What to work on:
Your answer should be a single number: the count of lines in the entries below that contain "crate".

Stored items:
◇ ◇ ◇ ◇ ◇

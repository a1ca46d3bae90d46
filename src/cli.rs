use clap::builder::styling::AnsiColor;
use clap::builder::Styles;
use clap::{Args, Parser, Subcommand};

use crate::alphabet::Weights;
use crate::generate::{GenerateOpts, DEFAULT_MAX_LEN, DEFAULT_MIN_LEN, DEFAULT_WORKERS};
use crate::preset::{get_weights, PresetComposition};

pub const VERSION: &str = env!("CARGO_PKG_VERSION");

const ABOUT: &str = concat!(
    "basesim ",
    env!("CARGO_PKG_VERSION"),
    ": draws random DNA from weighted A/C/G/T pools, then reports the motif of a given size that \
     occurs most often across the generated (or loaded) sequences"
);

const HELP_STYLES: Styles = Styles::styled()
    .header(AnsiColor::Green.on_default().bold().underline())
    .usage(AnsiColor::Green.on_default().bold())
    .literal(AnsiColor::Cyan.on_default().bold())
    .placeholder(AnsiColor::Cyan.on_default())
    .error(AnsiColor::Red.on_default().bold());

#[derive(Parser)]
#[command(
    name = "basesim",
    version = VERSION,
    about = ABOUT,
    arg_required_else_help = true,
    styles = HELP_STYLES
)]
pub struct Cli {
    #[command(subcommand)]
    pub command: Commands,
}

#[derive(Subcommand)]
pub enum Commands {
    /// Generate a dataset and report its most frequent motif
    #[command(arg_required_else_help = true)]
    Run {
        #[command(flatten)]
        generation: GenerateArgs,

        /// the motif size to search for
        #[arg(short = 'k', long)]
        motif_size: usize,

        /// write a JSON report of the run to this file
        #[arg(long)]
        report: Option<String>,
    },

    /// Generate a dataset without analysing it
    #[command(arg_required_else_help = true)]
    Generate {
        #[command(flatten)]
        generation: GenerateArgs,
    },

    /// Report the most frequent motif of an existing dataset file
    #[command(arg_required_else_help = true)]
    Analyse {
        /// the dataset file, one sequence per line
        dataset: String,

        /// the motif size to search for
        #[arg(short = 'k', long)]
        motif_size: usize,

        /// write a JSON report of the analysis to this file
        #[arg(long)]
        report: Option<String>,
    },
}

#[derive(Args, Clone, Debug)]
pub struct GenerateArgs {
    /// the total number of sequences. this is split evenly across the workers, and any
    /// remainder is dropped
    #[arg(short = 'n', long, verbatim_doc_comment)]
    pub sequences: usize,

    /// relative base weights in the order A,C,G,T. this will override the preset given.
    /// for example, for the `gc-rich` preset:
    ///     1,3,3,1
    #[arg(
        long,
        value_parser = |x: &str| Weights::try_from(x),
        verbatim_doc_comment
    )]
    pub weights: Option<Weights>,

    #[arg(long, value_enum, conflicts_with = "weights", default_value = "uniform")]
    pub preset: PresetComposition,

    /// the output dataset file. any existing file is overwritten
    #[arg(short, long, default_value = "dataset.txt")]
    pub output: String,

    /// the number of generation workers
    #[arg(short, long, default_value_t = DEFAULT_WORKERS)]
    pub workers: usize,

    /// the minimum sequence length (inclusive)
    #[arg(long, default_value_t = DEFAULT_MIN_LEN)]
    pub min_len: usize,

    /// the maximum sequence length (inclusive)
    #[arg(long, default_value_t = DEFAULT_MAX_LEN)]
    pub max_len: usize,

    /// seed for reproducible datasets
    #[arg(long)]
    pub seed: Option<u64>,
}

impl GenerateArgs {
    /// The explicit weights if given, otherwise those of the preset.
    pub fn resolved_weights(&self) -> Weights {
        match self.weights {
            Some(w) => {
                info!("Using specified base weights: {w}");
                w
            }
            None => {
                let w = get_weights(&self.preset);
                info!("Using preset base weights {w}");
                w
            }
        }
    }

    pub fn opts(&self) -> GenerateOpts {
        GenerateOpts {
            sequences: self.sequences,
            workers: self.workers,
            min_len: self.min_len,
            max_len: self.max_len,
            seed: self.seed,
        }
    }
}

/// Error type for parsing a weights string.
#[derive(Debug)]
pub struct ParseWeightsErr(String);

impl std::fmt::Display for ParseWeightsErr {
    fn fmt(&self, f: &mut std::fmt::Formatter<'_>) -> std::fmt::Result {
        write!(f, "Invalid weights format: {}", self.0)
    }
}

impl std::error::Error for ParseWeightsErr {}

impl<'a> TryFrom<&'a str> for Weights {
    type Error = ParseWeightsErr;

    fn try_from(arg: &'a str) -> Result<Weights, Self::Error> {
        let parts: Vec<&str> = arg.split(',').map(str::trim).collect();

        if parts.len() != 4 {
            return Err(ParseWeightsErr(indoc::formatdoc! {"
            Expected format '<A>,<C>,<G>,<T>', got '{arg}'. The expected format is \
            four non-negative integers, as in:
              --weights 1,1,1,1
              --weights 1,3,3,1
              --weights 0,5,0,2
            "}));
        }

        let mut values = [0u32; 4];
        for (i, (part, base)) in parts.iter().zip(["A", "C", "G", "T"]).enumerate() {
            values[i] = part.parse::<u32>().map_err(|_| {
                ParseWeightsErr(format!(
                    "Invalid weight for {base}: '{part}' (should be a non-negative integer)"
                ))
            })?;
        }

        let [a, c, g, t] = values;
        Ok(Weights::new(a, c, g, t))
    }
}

◇ ◇ ◇ ◇ ◇

Result of the task:
3